Exercise: Produce a copy of every line in the records that holds the string "await".

*** Opening of Source material ***

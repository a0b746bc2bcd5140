use async_trait::async_trait;
use serde::Serialize;
use sqlx::FromRow;
use time::OffsetDateTime;
use uuid::Uuid;

use crate::db::PgStore;

/// One weight submission; append-only.
#[derive(Debug, Clone, PartialEq, Serialize, FromRow)]
#[serde(rename_all = "camelCase")]
pub struct WeightLogEntry {
    pub id: Uuid,
    #[sqlx(rename = "user_id")]
    pub actor_id: Uuid,
    pub weight_kg: f64,
    pub bmi: f64,
    #[serde(rename = "date", with = "time::serde::rfc3339")]
    pub recorded_at: OffsetDateTime,
}

#[async_trait]
pub trait WeightRepo: Send + Sync {
    /// Appends the entry and makes it the user's current weight and BMI.
    async fn append(&self, entry: &WeightLogEntry) -> anyhow::Result<()>;
    /// All entries of the actor, oldest first.
    async fn list_ascending(&self, actor_id: Uuid) -> anyhow::Result<Vec<WeightLogEntry>>;
}

#[async_trait]
impl WeightRepo for PgStore {
    async fn append(&self, entry: &WeightLogEntry) -> anyhow::Result<()> {
        let mut tx = self.pool.begin().await?;
        sqlx::query(
            r#"
            INSERT INTO weight_logs (id, user_id, weight_kg, bmi, recorded_at)
            VALUES ($1, $2, $3, $4, $5)
            "#,
        )
        .bind(entry.id)
        .bind(entry.actor_id)
        .bind(entry.weight_kg)
        .bind(entry.bmi)
        .bind(entry.recorded_at)
        .execute(&mut *tx)
        .await?;
        sqlx::query("UPDATE users SET current_weight_kg = $2, current_bmi = $3 WHERE id = $1")
            .bind(entry.actor_id)
            .bind(entry.weight_kg)
            .bind(entry.bmi)
            .execute(&mut *tx)
            .await?;
        tx.commit().await?;
        Ok(())
    }

    async fn list_ascending(&self, actor_id: Uuid) -> anyhow::Result<Vec<WeightLogEntry>> {
        let rows = sqlx::query_as::<_, WeightLogEntry>(
            r#"
            SELECT id, user_id, weight_kg, bmi, recorded_at
            FROM weight_logs
            WHERE user_id = $1
            ORDER BY recorded_at ASC, id ASC
            "#,
        )
        .bind(actor_id)
        .fetch_all(&self.pool)
        .await?;
        Ok(rows)
    }
}
use axum::{extract::State, http::StatusCode};
use time::OffsetDateTime;
use tracing::instrument;

use super::{
    dto::{AddWeightRequest, WeightRecorded},
    trend::{record_weight, weight_history, WeightHistory},
};
use crate::{
    auth::AuthUser,
    error::{AppError, AppResult},
    extract::Json,
    state::AppState,
};

#[instrument(skip(state, req))]
pub async fn add_weight(
    State(state): State<AppState>,
    AuthUser(user_id): AuthUser,
    Json(req): Json<AddWeightRequest>,
) -> AppResult<(StatusCode, Json<WeightRecorded>)> {
    let weight_kg = req
        .weight_kg
        .ok_or_else(|| AppError::validation("Weight is required"))?;
    let user = state
        .users
        .find_by_id(user_id)
        .await?
        .ok_or_else(|| AppError::not_found("User not found"))?;

    let log = record_weight(
        &*state.weights,
        user_id,
        weight_kg,
        user.height_cm,
        OffsetDateTime::now_utc(),
    )
    .await?;
    Ok((
        StatusCode::CREATED,
        Json(WeightRecorded {
            message: "Weight added successfully".into(),
            weight_kg: log.weight_kg,
            bmi: log.bmi,
            log,
        }),
    ))
}

#[instrument(skip(state))]
pub async fn weight_log(
    State(state): State<AppState>,
    AuthUser(user_id): AuthUser,
) -> AppResult<Json<WeightHistory>> {
    Ok(Json(weight_history(&*state.weights, user_id).await?))
}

*** Close of Source material ***

Solution to the exercise:
        let mut tx = self.pool.begin().await?;
        .await?;
            .await?;
        tx.commit().await?;
        .await?;
        .await?
    .await?;
    Ok(Json(weight_history(&*state.weights, user_id).await?))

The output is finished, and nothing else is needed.